mod common;

use common::runtime;
use rivet_model::{
    accessibility::Accessibility,
    descriptor::{BaseType, MemberDescriptor, TypeDescriptor},
    source::{Capability, MemberKind, TypeDecl},
};

#[test]
fn public_sealed_type_without_constructors() {
    let mut rt = runtime();
    let ty = rt.source.declare(
        TypeDecl::class("Order")
            .in_namespace("Acme.Sales")
            .sealed()
            .base(rt.object),
    );

    let desc = TypeDescriptor::build(&rt.source, &rt.library, ty, Vec::new())
        .expect("plain type should build");

    assert_eq!(desc.accessibility(), Accessibility::Public);
    assert!(desc.is_sealed());
    assert!(!desc.is_generic());
    assert!(desc.type_parameters().is_empty());
    assert!(desc.is_empty_constructable());
    assert!(!desc.use_activator());
    assert!(desc.track_references());
    assert!(!desc.is_immutable());
    assert!(!desc.omit_default_member_values());
    assert_eq!(desc.base_type(), BaseType::Declared(rt.object));
    assert!(!desc.has_complex_base_type());
    assert_eq!(desc.name(), "Order");
    assert_eq!(desc.namespace(), "Acme.Sales");
    assert_eq!(desc.generated_namespace(), "RivetGenerated.Acme.Sales");
    assert_eq!(desc.type_syntax(), "Acme.Sales.Order");
}

#[test]
fn enum_type_reports_underlying_representation() {
    let mut rt = runtime();
    let ty = rt
        .source
        .declare(TypeDecl::enumeration("Status", rt.int32).in_namespace("Acme"));

    let desc = TypeDescriptor::build(&rt.source, &rt.library, ty, Vec::new())
        .expect("enum should build");

    assert!(desc.is_enum());
    assert_eq!(desc.base_type(), BaseType::EnumUnderlying(rt.int32));
    assert_eq!(desc.base_type().handle(), Some(rt.int32));
    assert!(desc.is_immutable());
    assert!(desc.is_value_type());
    assert!(!desc.track_references());
}

#[test]
fn value_type_never_tracks_references() {
    let mut rt = runtime();
    let ty = rt.source.declare(
        TypeDecl::value_type("Point")
            .capability(Capability::Immutable)
            .capability(Capability::UseActivator),
    );

    let desc = TypeDescriptor::build(&rt.source, &rt.library, ty, Vec::new())
        .expect("value type should build");

    assert!(!desc.track_references());
    assert!(desc.is_immutable());
    assert!(desc.use_activator());
}

#[test]
fn private_zero_argument_constructor_needs_activator() {
    let mut rt = runtime();
    let ty = rt.source.declare(
        TypeDecl::class("Ledger")
            .constructor(Accessibility::Private, 0)
            .constructor(Accessibility::Public, 2),
    );

    let desc = TypeDescriptor::build(&rt.source, &rt.library, ty, Vec::new())
        .expect("type should build");

    assert!(!desc.is_empty_constructable());
    assert!(desc.use_activator());
}

#[test]
fn nested_type_takes_most_restrictive_accessibility() {
    let mut rt = runtime();
    let outer = rt.source.declare(
        TypeDecl::class("Outer")
            .in_namespace("Acme")
            .accessibility(Accessibility::Internal),
    );
    let inner = rt.source.declare(
        TypeDecl::class("Inner")
            .nested_in(outer)
            .accessibility(Accessibility::Public)
            .partial(),
    );

    let desc = TypeDescriptor::build(&rt.source, &rt.library, inner, Vec::new())
        .expect("nested type should build");

    assert_eq!(desc.accessibility(), Accessibility::Internal);
    assert!(desc.is_partial());
    assert_eq!(desc.namespace(), "Acme.Outer");
    assert_eq!(desc.generated_namespace(), "RivetGenerated.Acme.Outer");
}

#[test]
fn global_type_uses_bare_namespace_root() {
    let mut rt = runtime();
    let ty = rt.source.declare(TypeDecl::class("Loose"));

    let desc = TypeDescriptor::build(&rt.source, &rt.library, ty, Vec::new())
        .expect("type should build");

    assert_eq!(desc.namespace(), "");
    assert_eq!(desc.generated_namespace(), "RivetGenerated");
}

#[test]
fn members_are_stored_in_given_order() {
    let mut rt = runtime();
    let ty = rt.source.declare(TypeDecl::class("Order"));
    let total = rt
        .source
        .declare_member(ty, "Total", MemberKind::Field { ty: rt.int32 });
    let count = rt
        .source
        .declare_member(ty, "Count", MemberKind::Property { ty: rt.int32 });
    let members = vec![
        MemberDescriptor {
            name: "Total".to_string(),
            member: total,
            ty: rt.int32,
            field_id: 1,
        },
        MemberDescriptor {
            name: "Count".to_string(),
            member: count,
            ty: rt.int32,
            field_id: 0,
        },
    ];

    let desc = TypeDescriptor::build(&rt.source, &rt.library, ty, members.clone())
        .expect("type should build");

    assert_eq!(desc.members(), members.as_slice());
}

#[test]
fn omit_defaults_marker_is_surfaced() {
    let mut rt = runtime();
    let ty = rt.source.declare(
        TypeDecl::class("Sparse").capability(Capability::OmitDefaultMemberValues),
    );

    let desc = TypeDescriptor::build(&rt.source, &rt.library, ty, Vec::new())
        .expect("type should build");

    assert!(desc.omit_default_member_values());
}

#[test]
fn descriptor_serializes_for_dumps() {
    let mut rt = runtime();
    let ty = rt
        .source
        .declare(TypeDecl::class("Box").in_namespace("Acme").type_parameter("T"));

    let desc = TypeDescriptor::build(&rt.source, &rt.library, ty, Vec::new())
        .expect("type should build");
    let json = serde_json::to_value(&desc).expect("descriptor should serialize");

    assert_eq!(json["type_syntax"], "Acme.Box<T>");
    assert_eq!(json["accessibility"], "Public");
    assert_eq!(json["type_parameters"][0][0], "T");
    assert_eq!(json["track_references"], true);
}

* _Your instructions_: Repeat all of the records verbatim, leaving nothing out.

* _Response box_:
mod common;

use common::runtime;
use rivet_model::{
    accessibility::Accessibility,
    descriptor::{BaseType, MemberDescriptor, TypeDescriptor},
    source::{Capability, MemberKind, TypeDecl},
};

#[test]
fn public_sealed_type_without_constructors() {
    let mut rt = runtime();
    let ty = rt.source.declare(
        TypeDecl::class("Order")
            .in_namespace("Acme.Sales")
            .sealed()
            .base(rt.object),
    );

    let desc = TypeDescriptor::build(&rt.source, &rt.library, ty, Vec::new())
        .expect("plain type should build");

    assert_eq!(desc.accessibility(), Accessibility::Public);
    assert!(desc.is_sealed());
    assert!(!desc.is_generic());
    assert!(desc.type_parameters().is_empty());
    assert!(desc.is_empty_constructable());
    assert!(!desc.use_activator());
    assert!(desc.track_references());
    assert!(!desc.is_immutable());
    assert!(!desc.omit_default_member_values());
    assert_eq!(desc.base_type(), BaseType::Declared(rt.object));
    assert!(!desc.has_complex_base_type());
    assert_eq!(desc.name(), "Order");
    assert_eq!(desc.namespace(), "Acme.Sales");
    assert_eq!(desc.generated_namespace(), "RivetGenerated.Acme.Sales");
    assert_eq!(desc.type_syntax(), "Acme.Sales.Order");
}

#[test]
fn enum_type_reports_underlying_representation() {
    let mut rt = runtime();
    let ty = rt
        .source
        .declare(TypeDecl::enumeration("Status", rt.int32).in_namespace("Acme"));

    let desc = TypeDescriptor::build(&rt.source, &rt.library, ty, Vec::new())
        .expect("enum should build");

    assert!(desc.is_enum());
    assert_eq!(desc.base_type(), BaseType::EnumUnderlying(rt.int32));
    assert_eq!(desc.base_type().handle(), Some(rt.int32));
    assert!(desc.is_immutable());
    assert!(desc.is_value_type());
    assert!(!desc.track_references());
}

#[test]
fn value_type_never_tracks_references() {
    let mut rt = runtime();
    let ty = rt.source.declare(
        TypeDecl::value_type("Point")
            .capability(Capability::Immutable)
            .capability(Capability::UseActivator),
    );

    let desc = TypeDescriptor::build(&rt.source, &rt.library, ty, Vec::new())
        .expect("value type should build");

    assert!(!desc.track_references());
    assert!(desc.is_immutable());
    assert!(desc.use_activator());
}

#[test]
fn private_zero_argument_constructor_needs_activator() {
    let mut rt = runtime();
    let ty = rt.source.declare(
        TypeDecl::class("Ledger")
            .constructor(Accessibility::Private, 0)
            .constructor(Accessibility::Public, 2),
    );

    let desc = TypeDescriptor::build(&rt.source, &rt.library, ty, Vec::new())
        .expect("type should build");

    assert!(!desc.is_empty_constructable());
    assert!(desc.use_activator());
}

#[test]
fn nested_type_takes_most_restrictive_accessibility() {
    let mut rt = runtime();
    let outer = rt.source.declare(
        TypeDecl::class("Outer")
            .in_namespace("Acme")
            .accessibility(Accessibility::Internal),
    );
    let inner = rt.source.declare(
        TypeDecl::class("Inner")
            .nested_in(outer)
            .accessibility(Accessibility::Public)
            .partial(),
    );

    let desc = TypeDescriptor::build(&rt.source, &rt.library, inner, Vec::new())
        .expect("nested type should build");

    assert_eq!(desc.accessibility(), Accessibility::Internal);
    assert!(desc.is_partial());
    assert_eq!(desc.namespace(), "Acme.Outer");
    assert_eq!(desc.generated_namespace(), "RivetGenerated.Acme.Outer");
}

#[test]
fn global_type_uses_bare_namespace_root() {
    let mut rt = runtime();
    let ty = rt.source.declare(TypeDecl::class("Loose"));

    let desc = TypeDescriptor::build(&rt.source, &rt.library, ty, Vec::new())
        .expect("type should build");

    assert_eq!(desc.namespace(), "");
    assert_eq!(desc.generated_namespace(), "RivetGenerated");
}

#[test]
fn members_are_stored_in_given_order() {
    let mut rt = runtime();
    let ty = rt.source.declare(TypeDecl::class("Order"));
    let total = rt
        .source
        .declare_member(ty, "Total", MemberKind::Field { ty: rt.int32 });
    let count = rt
        .source
        .declare_member(ty, "Count", MemberKind::Property { ty: rt.int32 });
    let members = vec![
        MemberDescriptor {
            name: "Total".to_string(),
            member: total,
            ty: rt.int32,
            field_id: 1,
        },
        MemberDescriptor {
            name: "Count".to_string(),
            member: count,
            ty: rt.int32,
            field_id: 0,
        },
    ];

    let desc = TypeDescriptor::build(&rt.source, &rt.library, ty, members.clone())
        .expect("type should build");

    assert_eq!(desc.members(), members.as_slice());
}

#[test]
fn omit_defaults_marker_is_surfaced() {
    let mut rt = runtime();
    let ty = rt.source.declare(
        TypeDecl::class("Sparse").capability(Capability::OmitDefaultMemberValues),
    );

    let desc = TypeDescriptor::build(&rt.source, &rt.library, ty, Vec::new())
        .expect("type should build");

    assert!(desc.omit_default_member_values());
}

#[test]
fn descriptor_serializes_for_dumps() {
    let mut rt = runtime();
    let ty = rt
        .source
        .declare(TypeDecl::class("Box").in_namespace("Acme").type_parameter("T"));

    let desc = TypeDescriptor::build(&rt.source, &rt.library, ty, Vec::new())
        .expect("type should build");
    let json = serde_json::to_value(&desc).expect("descriptor should serialize");

    assert_eq!(json["type_syntax"], "Acme.Box<T>");
    assert_eq!(json["accessibility"], "Public");
    assert_eq!(json["type_parameters"][0][0], "T");
    assert_eq!(json["track_references"], true);
}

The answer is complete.